**What to do**
All lines from the opening of the entries below through the line containing "impl MigrationTrait for" must be output exactly as they appear, with no other lines.

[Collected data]
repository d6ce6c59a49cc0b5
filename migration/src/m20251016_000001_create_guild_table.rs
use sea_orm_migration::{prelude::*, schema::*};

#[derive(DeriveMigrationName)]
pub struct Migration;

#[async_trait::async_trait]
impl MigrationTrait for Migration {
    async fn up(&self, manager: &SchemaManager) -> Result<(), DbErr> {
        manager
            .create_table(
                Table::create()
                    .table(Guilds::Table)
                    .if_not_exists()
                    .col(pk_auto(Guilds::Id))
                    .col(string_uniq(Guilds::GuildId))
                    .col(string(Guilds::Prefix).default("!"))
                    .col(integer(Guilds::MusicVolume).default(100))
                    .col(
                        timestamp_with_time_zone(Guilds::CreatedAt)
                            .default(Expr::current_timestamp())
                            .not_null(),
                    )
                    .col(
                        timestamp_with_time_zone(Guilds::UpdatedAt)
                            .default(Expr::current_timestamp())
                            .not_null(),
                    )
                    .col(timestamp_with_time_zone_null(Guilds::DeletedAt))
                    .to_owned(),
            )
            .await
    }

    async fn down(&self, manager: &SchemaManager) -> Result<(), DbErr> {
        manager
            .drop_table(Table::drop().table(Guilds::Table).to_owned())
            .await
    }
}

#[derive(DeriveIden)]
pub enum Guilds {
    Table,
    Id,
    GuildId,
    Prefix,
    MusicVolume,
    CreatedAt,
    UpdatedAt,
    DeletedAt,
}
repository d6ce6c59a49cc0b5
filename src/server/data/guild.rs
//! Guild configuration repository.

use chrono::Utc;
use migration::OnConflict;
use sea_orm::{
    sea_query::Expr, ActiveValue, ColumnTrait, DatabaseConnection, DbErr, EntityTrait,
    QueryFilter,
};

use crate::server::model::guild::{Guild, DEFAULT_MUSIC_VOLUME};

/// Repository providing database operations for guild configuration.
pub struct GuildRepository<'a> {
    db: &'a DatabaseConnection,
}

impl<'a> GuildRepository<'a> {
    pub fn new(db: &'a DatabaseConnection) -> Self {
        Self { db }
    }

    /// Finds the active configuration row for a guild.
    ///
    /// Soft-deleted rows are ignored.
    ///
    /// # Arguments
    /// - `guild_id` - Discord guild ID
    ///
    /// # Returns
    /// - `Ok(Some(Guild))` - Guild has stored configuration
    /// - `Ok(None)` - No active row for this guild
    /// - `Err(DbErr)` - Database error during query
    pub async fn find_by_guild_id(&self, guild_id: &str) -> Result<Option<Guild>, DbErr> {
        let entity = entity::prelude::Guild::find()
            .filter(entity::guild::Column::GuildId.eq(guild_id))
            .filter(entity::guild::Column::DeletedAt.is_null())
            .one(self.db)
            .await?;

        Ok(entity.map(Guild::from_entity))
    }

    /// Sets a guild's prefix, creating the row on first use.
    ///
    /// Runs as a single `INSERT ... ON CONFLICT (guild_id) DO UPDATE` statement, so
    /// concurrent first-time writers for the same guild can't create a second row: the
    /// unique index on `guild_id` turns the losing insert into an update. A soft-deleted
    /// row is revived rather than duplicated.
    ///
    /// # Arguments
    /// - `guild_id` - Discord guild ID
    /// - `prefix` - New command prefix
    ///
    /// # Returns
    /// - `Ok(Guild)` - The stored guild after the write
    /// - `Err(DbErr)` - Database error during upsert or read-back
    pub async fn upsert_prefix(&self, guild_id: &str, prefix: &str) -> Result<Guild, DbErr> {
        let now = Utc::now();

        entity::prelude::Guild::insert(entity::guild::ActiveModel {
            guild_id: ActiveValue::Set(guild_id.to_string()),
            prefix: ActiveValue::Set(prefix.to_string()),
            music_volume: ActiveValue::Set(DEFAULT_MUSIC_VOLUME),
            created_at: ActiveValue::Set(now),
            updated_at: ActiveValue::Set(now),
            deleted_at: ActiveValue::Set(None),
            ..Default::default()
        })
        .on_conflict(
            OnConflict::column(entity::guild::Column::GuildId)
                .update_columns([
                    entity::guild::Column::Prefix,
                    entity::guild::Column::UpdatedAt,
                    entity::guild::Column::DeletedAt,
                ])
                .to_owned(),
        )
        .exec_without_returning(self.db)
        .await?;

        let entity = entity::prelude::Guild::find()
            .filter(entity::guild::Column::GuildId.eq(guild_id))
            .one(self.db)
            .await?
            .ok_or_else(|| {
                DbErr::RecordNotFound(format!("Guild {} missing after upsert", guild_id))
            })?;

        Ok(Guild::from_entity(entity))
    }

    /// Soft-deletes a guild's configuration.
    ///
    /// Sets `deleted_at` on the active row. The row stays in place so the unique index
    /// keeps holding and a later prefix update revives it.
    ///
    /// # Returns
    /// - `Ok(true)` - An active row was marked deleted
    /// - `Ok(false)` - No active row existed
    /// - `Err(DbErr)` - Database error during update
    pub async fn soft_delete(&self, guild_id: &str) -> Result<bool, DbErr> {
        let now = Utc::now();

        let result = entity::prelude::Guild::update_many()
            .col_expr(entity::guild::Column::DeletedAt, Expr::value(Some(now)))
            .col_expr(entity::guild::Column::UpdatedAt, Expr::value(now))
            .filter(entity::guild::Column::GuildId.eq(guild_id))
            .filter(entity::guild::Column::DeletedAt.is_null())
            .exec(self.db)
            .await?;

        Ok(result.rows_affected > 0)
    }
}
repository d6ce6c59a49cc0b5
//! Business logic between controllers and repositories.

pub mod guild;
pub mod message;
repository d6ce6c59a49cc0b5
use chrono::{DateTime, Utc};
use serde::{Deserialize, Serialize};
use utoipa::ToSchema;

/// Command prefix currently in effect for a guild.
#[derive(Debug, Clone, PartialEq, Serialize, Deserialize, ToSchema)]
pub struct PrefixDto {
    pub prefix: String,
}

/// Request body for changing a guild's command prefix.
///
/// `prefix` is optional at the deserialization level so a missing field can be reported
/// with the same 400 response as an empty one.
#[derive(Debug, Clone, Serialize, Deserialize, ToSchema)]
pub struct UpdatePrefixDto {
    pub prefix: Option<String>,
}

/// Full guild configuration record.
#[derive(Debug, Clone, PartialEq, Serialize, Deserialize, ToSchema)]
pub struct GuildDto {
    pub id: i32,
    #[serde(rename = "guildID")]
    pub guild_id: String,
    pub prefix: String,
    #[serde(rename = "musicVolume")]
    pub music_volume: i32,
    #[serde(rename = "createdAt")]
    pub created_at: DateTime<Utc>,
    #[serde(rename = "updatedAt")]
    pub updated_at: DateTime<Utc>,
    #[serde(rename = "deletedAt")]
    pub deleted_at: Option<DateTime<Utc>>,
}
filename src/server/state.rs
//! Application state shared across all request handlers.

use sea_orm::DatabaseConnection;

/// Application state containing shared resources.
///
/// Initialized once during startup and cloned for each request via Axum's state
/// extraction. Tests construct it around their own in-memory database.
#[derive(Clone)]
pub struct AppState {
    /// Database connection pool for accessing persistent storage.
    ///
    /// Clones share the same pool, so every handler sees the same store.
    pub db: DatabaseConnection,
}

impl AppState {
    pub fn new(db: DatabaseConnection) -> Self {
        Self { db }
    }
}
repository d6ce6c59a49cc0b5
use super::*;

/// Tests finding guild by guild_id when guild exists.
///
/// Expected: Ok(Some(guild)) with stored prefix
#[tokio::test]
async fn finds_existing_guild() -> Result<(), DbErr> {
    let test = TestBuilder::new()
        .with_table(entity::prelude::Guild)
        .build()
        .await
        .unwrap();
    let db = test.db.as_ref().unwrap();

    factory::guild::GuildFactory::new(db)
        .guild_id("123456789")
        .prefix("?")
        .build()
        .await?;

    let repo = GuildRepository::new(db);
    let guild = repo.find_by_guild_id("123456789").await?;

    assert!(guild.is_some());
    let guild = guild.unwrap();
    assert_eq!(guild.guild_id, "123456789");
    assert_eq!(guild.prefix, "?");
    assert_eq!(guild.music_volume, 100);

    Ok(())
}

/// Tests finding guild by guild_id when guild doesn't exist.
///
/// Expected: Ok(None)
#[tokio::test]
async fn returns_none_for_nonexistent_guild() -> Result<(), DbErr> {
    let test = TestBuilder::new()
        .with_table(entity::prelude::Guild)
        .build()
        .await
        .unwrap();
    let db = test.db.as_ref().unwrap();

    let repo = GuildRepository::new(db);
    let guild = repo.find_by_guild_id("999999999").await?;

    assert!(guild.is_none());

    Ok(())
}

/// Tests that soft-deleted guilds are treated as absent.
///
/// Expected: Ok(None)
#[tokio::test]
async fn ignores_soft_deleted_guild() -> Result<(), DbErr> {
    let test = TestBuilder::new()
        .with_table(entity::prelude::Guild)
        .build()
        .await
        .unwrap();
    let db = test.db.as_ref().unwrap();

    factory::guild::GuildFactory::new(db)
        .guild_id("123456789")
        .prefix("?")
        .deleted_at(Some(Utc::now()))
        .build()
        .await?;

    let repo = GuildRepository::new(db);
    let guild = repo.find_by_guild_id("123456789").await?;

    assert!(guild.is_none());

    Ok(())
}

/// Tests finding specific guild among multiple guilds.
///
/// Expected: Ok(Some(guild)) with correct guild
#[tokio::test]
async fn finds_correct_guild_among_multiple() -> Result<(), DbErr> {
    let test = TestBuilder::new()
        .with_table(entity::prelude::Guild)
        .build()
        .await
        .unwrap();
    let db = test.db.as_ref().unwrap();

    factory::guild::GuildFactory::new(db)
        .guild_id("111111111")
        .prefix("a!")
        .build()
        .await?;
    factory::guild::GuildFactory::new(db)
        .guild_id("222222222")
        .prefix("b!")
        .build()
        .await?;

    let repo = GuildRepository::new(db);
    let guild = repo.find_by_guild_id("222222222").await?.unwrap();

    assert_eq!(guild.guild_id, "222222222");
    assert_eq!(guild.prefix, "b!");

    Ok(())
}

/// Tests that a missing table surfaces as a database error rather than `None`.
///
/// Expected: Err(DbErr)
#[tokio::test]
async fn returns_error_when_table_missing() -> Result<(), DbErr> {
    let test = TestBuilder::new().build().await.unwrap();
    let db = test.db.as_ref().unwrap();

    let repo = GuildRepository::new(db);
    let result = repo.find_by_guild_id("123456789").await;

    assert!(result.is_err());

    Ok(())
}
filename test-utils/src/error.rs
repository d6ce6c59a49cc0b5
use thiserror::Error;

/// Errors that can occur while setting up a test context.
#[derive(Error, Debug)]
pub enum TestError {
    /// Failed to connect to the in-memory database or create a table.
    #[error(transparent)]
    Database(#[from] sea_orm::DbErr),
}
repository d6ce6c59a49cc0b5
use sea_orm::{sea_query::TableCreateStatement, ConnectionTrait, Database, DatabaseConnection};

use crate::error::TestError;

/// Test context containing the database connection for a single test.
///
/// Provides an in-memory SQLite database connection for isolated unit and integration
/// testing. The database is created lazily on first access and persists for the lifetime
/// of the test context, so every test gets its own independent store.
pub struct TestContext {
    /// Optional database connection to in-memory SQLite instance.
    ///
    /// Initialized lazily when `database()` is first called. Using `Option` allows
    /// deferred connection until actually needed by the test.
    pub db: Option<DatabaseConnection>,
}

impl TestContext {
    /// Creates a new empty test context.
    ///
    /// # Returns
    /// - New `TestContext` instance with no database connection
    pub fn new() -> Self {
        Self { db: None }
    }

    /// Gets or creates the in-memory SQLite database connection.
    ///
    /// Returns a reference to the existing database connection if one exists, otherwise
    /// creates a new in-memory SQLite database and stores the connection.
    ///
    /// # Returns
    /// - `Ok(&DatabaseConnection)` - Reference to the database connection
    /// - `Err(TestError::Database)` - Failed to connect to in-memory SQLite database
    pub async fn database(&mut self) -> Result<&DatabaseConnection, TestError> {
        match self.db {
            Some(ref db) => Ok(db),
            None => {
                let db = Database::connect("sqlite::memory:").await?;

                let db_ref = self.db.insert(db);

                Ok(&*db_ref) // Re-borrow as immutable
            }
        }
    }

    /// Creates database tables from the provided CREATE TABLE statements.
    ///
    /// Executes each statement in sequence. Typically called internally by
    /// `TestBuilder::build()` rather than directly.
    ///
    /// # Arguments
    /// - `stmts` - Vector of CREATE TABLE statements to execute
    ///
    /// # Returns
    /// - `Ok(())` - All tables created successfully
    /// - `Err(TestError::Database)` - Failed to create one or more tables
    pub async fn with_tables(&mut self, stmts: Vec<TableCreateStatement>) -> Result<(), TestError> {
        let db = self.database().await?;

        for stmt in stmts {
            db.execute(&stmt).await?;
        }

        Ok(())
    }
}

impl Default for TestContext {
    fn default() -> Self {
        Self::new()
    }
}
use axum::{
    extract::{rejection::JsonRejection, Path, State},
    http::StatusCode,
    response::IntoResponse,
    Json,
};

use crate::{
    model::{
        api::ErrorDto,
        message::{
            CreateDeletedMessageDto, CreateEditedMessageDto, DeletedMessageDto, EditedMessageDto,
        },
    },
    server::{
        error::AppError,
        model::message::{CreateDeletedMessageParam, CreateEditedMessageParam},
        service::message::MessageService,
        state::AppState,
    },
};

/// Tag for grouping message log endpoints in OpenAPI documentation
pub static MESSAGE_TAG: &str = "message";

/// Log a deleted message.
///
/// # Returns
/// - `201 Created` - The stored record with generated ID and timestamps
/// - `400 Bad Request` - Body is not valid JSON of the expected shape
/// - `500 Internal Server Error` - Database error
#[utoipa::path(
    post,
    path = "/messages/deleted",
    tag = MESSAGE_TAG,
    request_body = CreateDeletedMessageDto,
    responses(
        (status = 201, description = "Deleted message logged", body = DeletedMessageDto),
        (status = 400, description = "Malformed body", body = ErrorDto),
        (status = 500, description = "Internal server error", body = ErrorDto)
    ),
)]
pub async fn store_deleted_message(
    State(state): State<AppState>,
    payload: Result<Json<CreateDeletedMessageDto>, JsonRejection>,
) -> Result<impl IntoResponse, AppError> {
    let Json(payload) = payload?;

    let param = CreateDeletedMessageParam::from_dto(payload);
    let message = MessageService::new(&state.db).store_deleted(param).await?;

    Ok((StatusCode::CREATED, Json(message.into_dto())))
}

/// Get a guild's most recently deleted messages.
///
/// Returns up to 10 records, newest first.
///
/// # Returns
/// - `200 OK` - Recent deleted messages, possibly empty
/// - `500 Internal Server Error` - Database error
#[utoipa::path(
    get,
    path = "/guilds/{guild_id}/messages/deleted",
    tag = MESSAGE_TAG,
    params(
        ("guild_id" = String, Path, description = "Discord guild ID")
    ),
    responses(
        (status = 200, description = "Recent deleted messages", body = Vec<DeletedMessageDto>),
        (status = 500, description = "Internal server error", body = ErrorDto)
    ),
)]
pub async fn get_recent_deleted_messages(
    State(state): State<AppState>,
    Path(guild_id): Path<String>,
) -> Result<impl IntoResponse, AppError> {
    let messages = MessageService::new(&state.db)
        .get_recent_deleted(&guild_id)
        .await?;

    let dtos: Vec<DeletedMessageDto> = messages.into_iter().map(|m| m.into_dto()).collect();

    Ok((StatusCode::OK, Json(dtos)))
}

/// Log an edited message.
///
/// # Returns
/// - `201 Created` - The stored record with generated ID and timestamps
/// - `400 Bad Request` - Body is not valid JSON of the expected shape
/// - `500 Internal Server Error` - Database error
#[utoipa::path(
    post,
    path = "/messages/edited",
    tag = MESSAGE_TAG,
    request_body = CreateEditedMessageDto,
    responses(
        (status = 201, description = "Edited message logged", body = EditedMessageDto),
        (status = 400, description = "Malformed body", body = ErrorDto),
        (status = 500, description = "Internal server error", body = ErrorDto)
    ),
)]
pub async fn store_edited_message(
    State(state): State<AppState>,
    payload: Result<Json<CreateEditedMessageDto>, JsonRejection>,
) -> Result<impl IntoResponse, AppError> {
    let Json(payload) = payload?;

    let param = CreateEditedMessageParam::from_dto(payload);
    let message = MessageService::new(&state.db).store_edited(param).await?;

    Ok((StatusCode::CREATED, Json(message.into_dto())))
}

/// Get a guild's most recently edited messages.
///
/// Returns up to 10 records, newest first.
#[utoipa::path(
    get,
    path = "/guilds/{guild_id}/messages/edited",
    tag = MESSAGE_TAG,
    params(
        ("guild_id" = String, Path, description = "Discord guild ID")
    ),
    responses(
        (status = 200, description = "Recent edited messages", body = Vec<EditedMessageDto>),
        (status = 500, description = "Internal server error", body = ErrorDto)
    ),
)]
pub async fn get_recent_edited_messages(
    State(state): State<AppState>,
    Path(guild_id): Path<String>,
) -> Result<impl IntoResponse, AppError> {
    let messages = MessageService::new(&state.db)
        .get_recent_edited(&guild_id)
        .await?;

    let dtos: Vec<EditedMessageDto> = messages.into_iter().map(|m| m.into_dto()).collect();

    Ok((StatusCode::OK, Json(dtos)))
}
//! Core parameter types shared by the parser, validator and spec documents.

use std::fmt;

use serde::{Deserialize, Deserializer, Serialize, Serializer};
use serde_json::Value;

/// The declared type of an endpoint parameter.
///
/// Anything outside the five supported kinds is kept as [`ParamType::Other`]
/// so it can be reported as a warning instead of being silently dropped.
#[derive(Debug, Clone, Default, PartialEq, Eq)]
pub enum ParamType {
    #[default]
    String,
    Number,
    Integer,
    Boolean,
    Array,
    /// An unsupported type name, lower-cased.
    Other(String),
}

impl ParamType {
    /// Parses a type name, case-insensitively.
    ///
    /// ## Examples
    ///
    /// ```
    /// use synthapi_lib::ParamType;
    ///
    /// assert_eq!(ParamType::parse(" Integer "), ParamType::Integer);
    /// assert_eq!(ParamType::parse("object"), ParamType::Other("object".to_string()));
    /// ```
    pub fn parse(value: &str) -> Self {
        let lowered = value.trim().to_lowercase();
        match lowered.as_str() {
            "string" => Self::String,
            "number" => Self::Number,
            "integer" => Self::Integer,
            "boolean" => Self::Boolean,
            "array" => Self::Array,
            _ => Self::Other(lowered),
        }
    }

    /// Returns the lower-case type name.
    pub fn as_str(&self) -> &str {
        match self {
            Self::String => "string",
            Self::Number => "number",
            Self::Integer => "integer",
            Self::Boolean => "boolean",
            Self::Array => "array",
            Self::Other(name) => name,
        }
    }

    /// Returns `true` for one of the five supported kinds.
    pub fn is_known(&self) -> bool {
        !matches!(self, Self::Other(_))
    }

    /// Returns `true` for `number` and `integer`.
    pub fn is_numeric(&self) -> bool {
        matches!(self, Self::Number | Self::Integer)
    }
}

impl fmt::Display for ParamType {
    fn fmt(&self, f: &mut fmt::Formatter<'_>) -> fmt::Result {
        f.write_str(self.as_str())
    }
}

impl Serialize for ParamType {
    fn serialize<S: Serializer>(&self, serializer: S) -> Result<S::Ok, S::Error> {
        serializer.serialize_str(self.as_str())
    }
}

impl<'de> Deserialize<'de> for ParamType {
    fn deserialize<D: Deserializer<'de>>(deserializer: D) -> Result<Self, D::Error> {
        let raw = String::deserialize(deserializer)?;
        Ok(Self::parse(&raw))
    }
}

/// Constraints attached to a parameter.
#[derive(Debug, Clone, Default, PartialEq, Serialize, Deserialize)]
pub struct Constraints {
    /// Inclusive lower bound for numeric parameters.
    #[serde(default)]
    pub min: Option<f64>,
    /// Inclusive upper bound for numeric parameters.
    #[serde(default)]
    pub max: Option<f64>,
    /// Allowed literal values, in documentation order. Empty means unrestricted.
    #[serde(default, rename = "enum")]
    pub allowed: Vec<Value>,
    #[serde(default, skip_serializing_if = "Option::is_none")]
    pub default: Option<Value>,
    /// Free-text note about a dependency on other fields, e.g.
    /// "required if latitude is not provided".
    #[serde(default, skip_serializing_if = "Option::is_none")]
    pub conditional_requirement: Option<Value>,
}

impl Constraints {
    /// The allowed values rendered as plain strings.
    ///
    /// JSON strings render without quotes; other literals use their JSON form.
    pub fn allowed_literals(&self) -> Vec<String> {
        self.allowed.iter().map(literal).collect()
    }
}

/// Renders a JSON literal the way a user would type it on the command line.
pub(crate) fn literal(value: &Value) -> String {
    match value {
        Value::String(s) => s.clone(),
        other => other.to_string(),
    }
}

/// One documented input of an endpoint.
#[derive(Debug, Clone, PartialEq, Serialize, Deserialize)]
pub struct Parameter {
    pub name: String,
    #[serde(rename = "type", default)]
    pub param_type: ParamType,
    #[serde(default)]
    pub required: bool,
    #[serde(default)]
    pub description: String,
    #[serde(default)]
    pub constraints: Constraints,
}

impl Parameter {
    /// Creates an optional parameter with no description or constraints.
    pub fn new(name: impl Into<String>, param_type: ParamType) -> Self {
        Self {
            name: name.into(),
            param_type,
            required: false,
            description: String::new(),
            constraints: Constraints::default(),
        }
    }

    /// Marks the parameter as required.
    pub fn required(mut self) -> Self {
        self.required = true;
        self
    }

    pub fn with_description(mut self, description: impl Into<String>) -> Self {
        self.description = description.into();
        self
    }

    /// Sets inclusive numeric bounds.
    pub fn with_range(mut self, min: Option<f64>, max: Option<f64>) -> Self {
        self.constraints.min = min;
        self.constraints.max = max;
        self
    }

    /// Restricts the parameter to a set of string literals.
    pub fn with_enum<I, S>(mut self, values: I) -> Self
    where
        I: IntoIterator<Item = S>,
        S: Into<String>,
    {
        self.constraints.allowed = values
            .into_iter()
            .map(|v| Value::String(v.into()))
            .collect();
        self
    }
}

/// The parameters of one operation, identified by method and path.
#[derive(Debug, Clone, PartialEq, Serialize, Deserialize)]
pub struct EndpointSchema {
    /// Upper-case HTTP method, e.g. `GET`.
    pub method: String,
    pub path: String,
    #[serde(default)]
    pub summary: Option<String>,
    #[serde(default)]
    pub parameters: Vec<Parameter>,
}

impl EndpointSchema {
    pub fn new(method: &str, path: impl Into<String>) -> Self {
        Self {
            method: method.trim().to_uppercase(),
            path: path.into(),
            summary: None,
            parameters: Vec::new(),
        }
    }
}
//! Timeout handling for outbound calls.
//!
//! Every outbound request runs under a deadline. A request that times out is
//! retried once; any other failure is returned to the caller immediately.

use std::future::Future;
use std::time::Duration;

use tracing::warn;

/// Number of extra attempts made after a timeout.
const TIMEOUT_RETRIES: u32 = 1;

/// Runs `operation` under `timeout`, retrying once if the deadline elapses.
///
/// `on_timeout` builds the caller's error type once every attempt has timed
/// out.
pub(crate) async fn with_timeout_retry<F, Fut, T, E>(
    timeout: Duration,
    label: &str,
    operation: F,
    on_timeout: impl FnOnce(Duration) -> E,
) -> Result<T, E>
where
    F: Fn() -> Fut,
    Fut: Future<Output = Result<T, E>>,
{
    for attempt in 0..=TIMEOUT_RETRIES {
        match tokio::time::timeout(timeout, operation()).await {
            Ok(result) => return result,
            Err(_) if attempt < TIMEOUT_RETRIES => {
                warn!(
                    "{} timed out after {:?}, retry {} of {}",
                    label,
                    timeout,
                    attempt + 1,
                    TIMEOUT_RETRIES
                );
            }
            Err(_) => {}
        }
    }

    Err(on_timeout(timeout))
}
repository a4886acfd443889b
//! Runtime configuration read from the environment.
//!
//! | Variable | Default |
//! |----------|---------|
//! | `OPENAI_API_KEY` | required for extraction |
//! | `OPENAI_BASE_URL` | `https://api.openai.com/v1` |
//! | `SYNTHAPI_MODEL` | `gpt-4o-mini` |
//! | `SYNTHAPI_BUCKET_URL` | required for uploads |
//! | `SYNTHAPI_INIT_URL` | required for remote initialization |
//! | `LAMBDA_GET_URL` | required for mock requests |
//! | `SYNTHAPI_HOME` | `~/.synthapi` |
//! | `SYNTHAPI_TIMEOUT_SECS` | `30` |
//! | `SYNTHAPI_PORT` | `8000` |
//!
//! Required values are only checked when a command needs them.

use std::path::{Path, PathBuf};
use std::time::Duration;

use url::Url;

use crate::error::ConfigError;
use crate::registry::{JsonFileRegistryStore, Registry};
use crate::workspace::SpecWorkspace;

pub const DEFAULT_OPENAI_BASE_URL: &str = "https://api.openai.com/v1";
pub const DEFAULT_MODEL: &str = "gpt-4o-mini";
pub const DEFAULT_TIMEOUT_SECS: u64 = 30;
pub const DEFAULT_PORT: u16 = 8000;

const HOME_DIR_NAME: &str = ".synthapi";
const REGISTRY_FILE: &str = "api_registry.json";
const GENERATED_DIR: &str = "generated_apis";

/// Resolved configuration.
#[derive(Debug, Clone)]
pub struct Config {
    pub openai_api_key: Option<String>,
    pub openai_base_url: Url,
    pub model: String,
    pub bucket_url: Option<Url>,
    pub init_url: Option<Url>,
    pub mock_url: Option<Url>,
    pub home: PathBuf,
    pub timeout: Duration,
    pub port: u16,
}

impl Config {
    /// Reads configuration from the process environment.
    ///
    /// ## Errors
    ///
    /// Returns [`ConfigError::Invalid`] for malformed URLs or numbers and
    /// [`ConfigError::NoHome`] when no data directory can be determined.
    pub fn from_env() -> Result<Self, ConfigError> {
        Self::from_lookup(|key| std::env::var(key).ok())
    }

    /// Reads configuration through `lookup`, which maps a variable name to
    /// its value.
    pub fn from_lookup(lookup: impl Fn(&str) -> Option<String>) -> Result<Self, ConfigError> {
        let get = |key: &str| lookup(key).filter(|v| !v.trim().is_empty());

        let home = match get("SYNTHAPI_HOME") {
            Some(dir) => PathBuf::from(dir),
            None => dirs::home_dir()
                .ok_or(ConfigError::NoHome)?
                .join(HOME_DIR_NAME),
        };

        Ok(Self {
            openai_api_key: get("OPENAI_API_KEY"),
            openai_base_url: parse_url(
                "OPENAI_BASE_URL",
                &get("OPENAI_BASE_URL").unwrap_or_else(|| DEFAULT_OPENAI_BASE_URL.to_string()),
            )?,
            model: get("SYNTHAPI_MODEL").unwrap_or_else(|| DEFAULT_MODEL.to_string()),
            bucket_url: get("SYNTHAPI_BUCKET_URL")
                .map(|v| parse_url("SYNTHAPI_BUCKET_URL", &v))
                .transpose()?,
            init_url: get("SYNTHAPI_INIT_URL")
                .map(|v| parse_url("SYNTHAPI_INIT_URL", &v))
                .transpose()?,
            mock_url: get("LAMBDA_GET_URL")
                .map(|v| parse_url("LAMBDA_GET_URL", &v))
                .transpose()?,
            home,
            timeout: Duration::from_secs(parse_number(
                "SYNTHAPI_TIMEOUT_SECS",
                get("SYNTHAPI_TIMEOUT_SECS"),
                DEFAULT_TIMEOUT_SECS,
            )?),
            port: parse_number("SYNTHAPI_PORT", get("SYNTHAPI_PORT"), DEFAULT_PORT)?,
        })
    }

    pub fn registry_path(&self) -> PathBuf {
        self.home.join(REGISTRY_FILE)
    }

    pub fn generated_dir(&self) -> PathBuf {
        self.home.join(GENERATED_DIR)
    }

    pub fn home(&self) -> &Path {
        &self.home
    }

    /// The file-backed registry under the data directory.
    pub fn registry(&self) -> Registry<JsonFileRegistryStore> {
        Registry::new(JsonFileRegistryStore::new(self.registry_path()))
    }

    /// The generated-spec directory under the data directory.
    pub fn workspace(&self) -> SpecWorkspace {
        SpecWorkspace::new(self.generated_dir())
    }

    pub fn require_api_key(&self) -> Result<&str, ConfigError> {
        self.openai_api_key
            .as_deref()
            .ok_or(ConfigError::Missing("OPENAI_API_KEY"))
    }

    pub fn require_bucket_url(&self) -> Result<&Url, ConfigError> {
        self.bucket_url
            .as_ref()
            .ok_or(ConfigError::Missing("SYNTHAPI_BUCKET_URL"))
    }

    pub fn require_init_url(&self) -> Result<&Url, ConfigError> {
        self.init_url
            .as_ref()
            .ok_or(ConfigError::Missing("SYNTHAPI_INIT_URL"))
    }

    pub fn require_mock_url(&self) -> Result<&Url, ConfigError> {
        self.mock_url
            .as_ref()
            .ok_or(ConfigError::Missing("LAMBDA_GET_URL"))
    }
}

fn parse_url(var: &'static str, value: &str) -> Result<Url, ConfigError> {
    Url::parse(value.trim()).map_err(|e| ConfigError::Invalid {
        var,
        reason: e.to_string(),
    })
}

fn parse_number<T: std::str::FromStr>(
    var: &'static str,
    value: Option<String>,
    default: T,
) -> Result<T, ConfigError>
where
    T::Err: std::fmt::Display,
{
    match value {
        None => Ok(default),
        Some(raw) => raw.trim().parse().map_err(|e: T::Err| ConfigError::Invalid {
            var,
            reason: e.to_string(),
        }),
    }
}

**Written answer**
repository d6ce6c59a49cc0b5
filename migration/src/m20251016_000001_create_guild_table.rs
use sea_orm_migration::{prelude::*, schema::*};

#[derive(DeriveMigrationName)]
pub struct Migration;

#[async_trait::async_trait]
impl MigrationTrait for Migration {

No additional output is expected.